Task prompt: Report back every line of the entries that contains "while", exactly as written.

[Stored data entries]
- - -

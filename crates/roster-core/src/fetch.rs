use std::sync::atomic::{AtomicU64, Ordering};

use roster_shared::{ListPage, ListQuery};
use tracing::{debug, instrument, warn};

use crate::envelope::ResultUnwrapper;
use crate::transport::{Transport, TransportError};

#[derive(Debug, Clone, PartialEq)]
pub enum FetchOutcome {
    /// Result of the most recently issued request.
    Fresh(ListPage),
    /// A newer request was issued while this one was in flight.
    Stale,
    /// The most recent request failed.
    Failed(TransportError),
}

/// Issues list reads and discards responses that were overtaken by a newer
/// request. Requests are not cancelled, only ignored on arrival.
#[derive(Debug)]
pub struct PaginatedFetcher {
    list_path: String,
    unwrapper: ResultUnwrapper,
    issued: AtomicU64,
}

impl PaginatedFetcher {
    pub fn new(list_path: impl Into<String>, unwrapper: ResultUnwrapper) -> Self {
        Self {
            list_path: list_path.into(),
            unwrapper,
            issued: AtomicU64::new(0),
        }
    }

    /// Number of requests issued so far; the latest request carries this
    /// ticket.
    pub fn latest_ticket(&self) -> u64 {
        self.issued.load(Ordering::SeqCst)
    }

    pub fn is_latest(&self, ticket: u64) -> bool {
        self.latest_ticket() == ticket
    }

    pub async fn fetch<T>(&self, transport: &T, query: ListQuery) -> FetchOutcome
    where
        T: Transport + ?Sized,
    {
        self.fetch_ticketed(transport, query).await.1
    }

    /// Like [`PaginatedFetcher::fetch`], also returning the request's
    /// ticket so the caller can re-check [`PaginatedFetcher::is_latest`]
    /// while it stores the result.
    #[instrument(skip(self, transport), fields(path = %self.list_path, page = query.page, limit = query.limit))]
    pub async fn fetch_ticketed<T>(&self, transport: &T, query: ListQuery) -> (u64, FetchOutcome)
    where
        T: Transport + ?Sized,
    {
        let ticket = self.issued.fetch_add(1, Ordering::SeqCst) + 1;
        debug!(ticket, filtered = query.filter.is_some(), "issuing list request");

        let result = transport.get_list(&self.list_path, &query).await;

        let latest = self.latest_ticket();
        if ticket != latest {
            debug!(ticket, latest, "discarding stale list response");
            return (ticket, FetchOutcome::Stale);
        }

        let outcome = match result {
            Ok(envelope) => {
                let page = self.unwrapper.unwrap(&envelope);
                debug!(
                    ticket,
                    items = page.items.len(),
                    total = page.total_count,
                    "list request resolved"
                );
                FetchOutcome::Fresh(page)
            }
            Err(err) => {
                warn!(ticket, error = %err, "list request failed");
                FetchOutcome::Failed(err)
            }
        };
        (ticket, outcome)
    }
}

- - -

Answer space:
    /// A newer request was issued while this one was in flight.
    /// while it stores the result.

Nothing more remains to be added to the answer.